For the equations, first the tree-backup n-step return is expressed in terms of the horizon h = t+n and the expected approximate value \bar{V}:
G_{t:h} = R_{t+1} + \gamma \sum_{a \neq A_{t+1}} \pi(a|S_{t+1})\, Q_{h-1}(S_{t+1}, a) + \gamma\pi(A_{t+1}|S_{t+1})\, G_{t+1:h}
= R_{t+1} + \gamma \bar{V}_{h-1}(S_{t+1}) - \gamma\pi(A_{t+1}|S_{t+1})\, Q_{h-1}(S_{t+1}, A_{t+1}) + \gamma\pi(A_{t+1}|S_{t+1})\, G_{t+1:h}
= R_{t+1} + \gamma\pi(A_{t+1}|S_{t+1})\left[G_{t+1:h} - Q_{h-1}(S_{t+1}, A_{t+1})\right] + \gamma \bar{V}_{h-1}(S_{t+1})
- After which it is exactly like the n-step return for Sarsa with control variates except with the action probability \pi(A_{t+1}|S_{t+1}) substituted for the importance sampling ratio \rho_{t+1}. For Q(\sigma), we slide linearly between these 2 cases, \forall\, t < h \leq T:
G_{t:h} \doteq R_{t+1} + \gamma\left(\sigma_{t+1}\rho_{t+1} + (1-\sigma_{t+1})\pi(A_{t+1}|S_{t+1})\right)\left(G_{t+1:h} - Q_{h-1}(S_{t+1}, A_{t+1})\right) + \gamma \bar{V}_{h-1}(S_{t+1})
- The recursion ends with G_{h:h} = 0 if h < T or G_{T-1:T} = R_T if h = T.
- Now we can plug the new defined return into the n-step Sarsa update w/o importance sampling (handled already in G_{t:h}).
7.7 Summary
- There exist a range of TD learning methods that lie in between the one-step TD (TD(0)) methods and Monte Carlo methods. These are n-step methods.

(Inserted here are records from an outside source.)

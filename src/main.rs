//! Autobot - preventive engine-maintenance assistant
//!
//! A Rust backend driving Spanish-language maintenance conversations:
//! canned guides for the main topics and Gemini-generated answers for
//! everything else.

mod api;
mod config;
mod conversation;
mod llm;
mod reference_data;
mod resolver;
mod runtime;
mod state_machine;
mod system_prompt;

use api::{create_router, AppState};
use config::AppConfig;
use llm::ModelRegistry;
use runtime::{RegistryLlmClient, SessionManager};
use std::net::SocketAddr;
use std::sync::Arc;
use tower_http::{
    cors::{Any, CorsLayer},
    trace::TraceLayer,
};
use tracing_subscriber::{layer::SubscriberExt, util::SubscriberInitExt};

#[tokio::main]
async fn main() -> Result<(), Box<dyn std::error::Error>> {
    // Initialize logging
    tracing_subscriber::registry()
        .with(
            tracing_subscriber::EnvFilter::try_from_default_env()
                .unwrap_or_else(|_| "autobot=info,tower_http=debug".into()),
        )
        .with(
            tracing_subscriber::fmt::layer()
                .json()
                .with_current_span(false)
                .with_span_list(false),
        )
        .init();

    // Configuration
    let config = match AppConfig::from_env() {
        Ok(config) => config,
        Err(e) => {
            tracing::error!(error = %e, "Invalid configuration, refusing to start");
            return Err(e.into());
        }
    };

    // Initialize LLM registry
    let llm_registry = Arc::new(ModelRegistry::new(&config.llm)?);
    tracing::info!(
        models = ?llm_registry.available_models(),
        gateway = config.llm.gateway.is_some(),
        "LLM registry initialized"
    );
    tracing::info!(
        style = ?config.session.style,
        inactivity_secs = config.session.inactivity_timeout.map(|d| d.as_secs()),
        reply_timeout_secs = config.session.reply_timeout.as_secs(),
        max_output_tokens = config.session.max_output_tokens,
        session_idle_secs = config.session_idle.map(|d| d.as_secs()),
        "Session settings"
    );

    // Create application state
    let sessions = SessionManager::new(
        Arc::new(RegistryLlmClient::new(llm_registry)),
        Arc::new(config.reference_data),
        config.session,
    );
    let state = AppState::new(sessions);
    if let Some(idle) = config.session_idle {
        state.sessions.spawn_eviction(idle);
    }

    // Create router
    let cors = CorsLayer::new()
        .allow_origin(Any)
        .allow_methods(Any)
        .allow_headers(Any);

    let app = create_router(state)
        .layer(cors)
        .layer(TraceLayer::new_for_http());

    // Start server
    let addr = SocketAddr::from(([0, 0, 0, 0], config.port));
    tracing::info!("Autobot server listening on {}", addr);

    let listener = tokio::net::TcpListener::bind(addr).await?;
    axum::serve(listener, app).await?;

    Ok(())
}
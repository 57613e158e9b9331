//! Static texts: greeting, menu, canned intros and fixed notices
//!
//! All user-facing strings are Spanish. Control flow never depends on them.

use super::{ChatOption, Message, Topic};

/// Id of the synthetic greeting that seeds every conversation
pub const GREETING_MESSAGE_ID: &str = "init";

const GREETING_TEXT: &str =
    "¡Hola! Soy Autobot, tu asistente de mantenimiento preventivo. ¿En qué puedo ayudarte hoy?";

/// Reply used whenever the generation service fails or times out
pub const APOLOGY_TEXT: &str =
    "Lo siento, estoy teniendo problemas para conectarme. Por favor, inténtalo de nuevo más tarde.";

/// Appended when the inactivity watchdog fires
pub const INACTIVITY_NOTICE: &str = "Tu sesión se ha cerrado por inactividad. **Recarga la página** para comenzar una nueva conversación con Autobot.";

const TOPIC_LABELS: &[(Topic, &str)] = &[
    (Topic::Greeting, "Saludo"),
    (Topic::BasicCheck, "Revisión Básica del Motor"),
    (Topic::Reminders, "Mantenimiento del Motor"),
    (Topic::Alerts, "Señales de Alerta"),
    (Topic::Tips, "Tips de Cuidado"),
    (Topic::Custom, "Personalizar"),
];

/// Topics offered on the welcome menu, in display order
const MENU: [Topic; 4] = [Topic::BasicCheck, Topic::Reminders, Topic::Alerts, Topic::Tips];

pub fn topic_label(topic: Topic) -> &'static str {
    TOPIC_LABELS
        .iter()
        .find(|(t, _)| *t == topic)
        .map_or("", |(_, label)| label)
}

/// The main menu, used on the welcome view and re-offered after open questions
pub fn initial_options() -> Vec<ChatOption> {
    MENU.iter()
        .map(|&topic| ChatOption::new(topic_label(topic), topic))
        .collect()
}

pub fn greeting_message() -> Message {
    Message::bot(GREETING_MESSAGE_ID, GREETING_TEXT).with_options(initial_options())
}

/// Precomputed first reply for a topic, if it has one
pub fn canned_response(topic: Topic) -> Option<&'static str> {
    match topic {
        Topic::BasicCheck => Some(BASIC_CHECK_INTRO),
        Topic::Reminders => Some(REMINDERS_INTRO),
        Topic::Tips => Some(TIPS_INTRO),
        Topic::Alerts => Some(ALERTS_INTRO),
        Topic::Greeting | Topic::Custom => None,
    }
}

const BASIC_CHECK_INTRO: &str = r#"¡Excelente elección! La **"Revisión Básica del Motor"** es fundamental para la salud de tu vehículo.
Comencemos con el **aceite del motor**, que es la sangre de tu coche.

1. Asegúrate de que el vehículo esté en una **superficie plana** y el motor **apagado y frío** (al menos 15-20 minutos después de haberlo usado).
2. Localiza la **varilla medidora del aceite** (suele tener un mango de color brillante, como amarillo o naranja).
3. Sácala, límpiala con un paño o papel, e insértala de nuevo hasta el fondo.
4. Retírala nuevamente y observa el nivel del aceite.

**¿El nivel de aceite está entre las marcas de "Mín" y "Máx" en la varilla?**"#;

const REMINDERS_INTRO: &str = r"¡Un buen programa de **Mantenimiento del Motor** es vital! Aquí tienes un resumen de las tareas más importantes:

### ⚙️ Mantenimiento Esencial

1.  **Cambio de Aceite y Filtro:**
    * **Aceite Convencional/Mineral:** Cámbialo cada **5,000 km** o 6 meses.
    * **Aceite Semisintético:** Cámbialo cada **8,000 km** o 9 meses.
    * **Aceite Sintético:** Cámbialo cada **10,000 a 15,000 km** o 1 año.
    * *Sigue siempre las indicaciones exactas del manual de tu vehículo.*

2.  **Filtro de Aire del Motor:**
    * Generalmente se cambia cada **20,000 km** o 1 año. Un filtro limpio asegura un flujo de aire adecuado y una mejor eficiencia.

3.  **Revisión de Líquidos:**
    * Mensualmente, verifica el nivel de **refrigerante** (¡solo con motor frío!) y el **líquido de frenos**.

4.  **Revisión de Neumáticos:**
    * Revisa la presión de inflado semanalmente y realiza la **rotación de neumáticos** cada **10,000 km** para asegurar un desgaste uniforme.

¿Tienes alguna otra pregunta sobre el calendario de mantenimiento o deseas saber más detalles de alguna de estas revisiones?";

const TIPS_INTRO: &str = r"¡Buena Iniciativa! Los **Tips de Cuidado** 🛡️ son la clave para prolongar la vida útil de tu motor y mantener tu vehículo en excelente estado.

Aquí tienes 5 tips esenciales para comenzar:

1.  **🚗 Respeta los Tiempos de Calentamiento:** No aceleres bruscamente apenas enciendas el motor. Deja que el aceite circule y alcance la temperatura de operación óptima (unos 30-60 segundos es suficiente).
2.  **💧 Usa el Aceite Correcto:** Siempre utiliza el tipo de aceite (sintético, semisintético, y viscosidad) recomendado por el fabricante de tu vehículo. Esto reduce la fricción y el desgaste.
3.  **🧊 No Fuerces el Motor en Frío:** Evita llevar las RPM al límite hasta que el indicador de temperatura del motor haya alcanzado su nivel normal.
4.  **📈 Revisa tus Fluidos Regularmente:** Acostúmbrate a revisar el nivel de aceite, refrigerante y otros fluidos al menos una vez al mes. La falta de fluidos es una causa principal de fallas graves.
5.  **👂 Presta Atención a los Ruidos:** Cualquier ruido inusual (golpeteo, chillidos, silbidos) es una señal de que algo necesita atención. Ignorarlos puede convertir un problema menor en una reparación costosa.

¿Tienes alguna pregunta específica sobre alguno de estos tips o deseas más información sobre un aspecto particular del cuidado del motor?";

const ALERTS_INTRO: &str = r#"🚨 ¡ATENCIÓN! Si tu motor presenta alguna de estas señales, es crucial actuar de inmediato para prevenir daños graves.

| Señal de Alerta | Posible Causa y Acción Inmediata | Urgencia |
| :--- | :--- | :--- |
| **Luz de Aceite Encendida** 💡 | **Falta de presión/nivel de aceite.** Detén el motor *inmediatamente* de forma segura para evitar la destrucción del motor. | **¡MÁXIMA!** 🛑 |
| **Humo Azul/Grisáceo** 💨 | **Quema de aceite** (problemas de sellos o anillos). Requiere revisión profesional urgente. | **ALTA** ⚠️ |
| **Humo Blanco Excesivo** ☁️ | **Quema de refrigerante/agua.** Posible junta de culata dañada. Detén el vehículo y apaga el motor para evitar daños por calor. | **ALTA** ⚠️ |
| **Ruido de Golpeteo Fuerte** 🔨 | **Fallo interno mayor** (bielas, pistones). No uses el vehículo. Llama a una grúa. | **¡MÁXIMA!** 🛑 |
| **Motor se Sobrecalienta** 🔥 | **Falla del sistema de enfriamiento.** Detén el vehículo y apaga el motor para evitar daños por calor. | **¡MÁXIMA!** 🛑 |

Si experimentas una alerta, por favor, **escribe el síntoma específico** que estás viendo (ej. "sale humo azul") y te diré qué hacer."#;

- These methods involve an intermediate amount of bootstrapping and are important because they will typically perform better than either extreme.
- n-step methods look ahead to the next n rewards, states, and actions.
- The 2 4-step backup diagrams below together summarize most of the methods introduced:
- n-step TD with importance sampling
- n-step Q(\sigma) which generalizes Expected Sarsa & Q-learning.
- Limitations of n-step methods:
- n time step delay before updating.
- More computation per time step than previously covered methods.
- Require more memory to record the states, actions, rewards, and sometimes other variables over the last n time steps than the one-step methods.
- In Chapter 12, we’ll learn how multi-step TD methods can be implemented with minimal memory and computational complexity using eligibility traces.
- n-step methods, while being quite complex, are conceptually clear. Hence the development of two n-step off-policy learning approaches based on:
- Importance-sampling: conceptually simple but has high variance.
- Tree-based backup updates: natural extension of Q-learning to the multi-step case with stochastic target policies.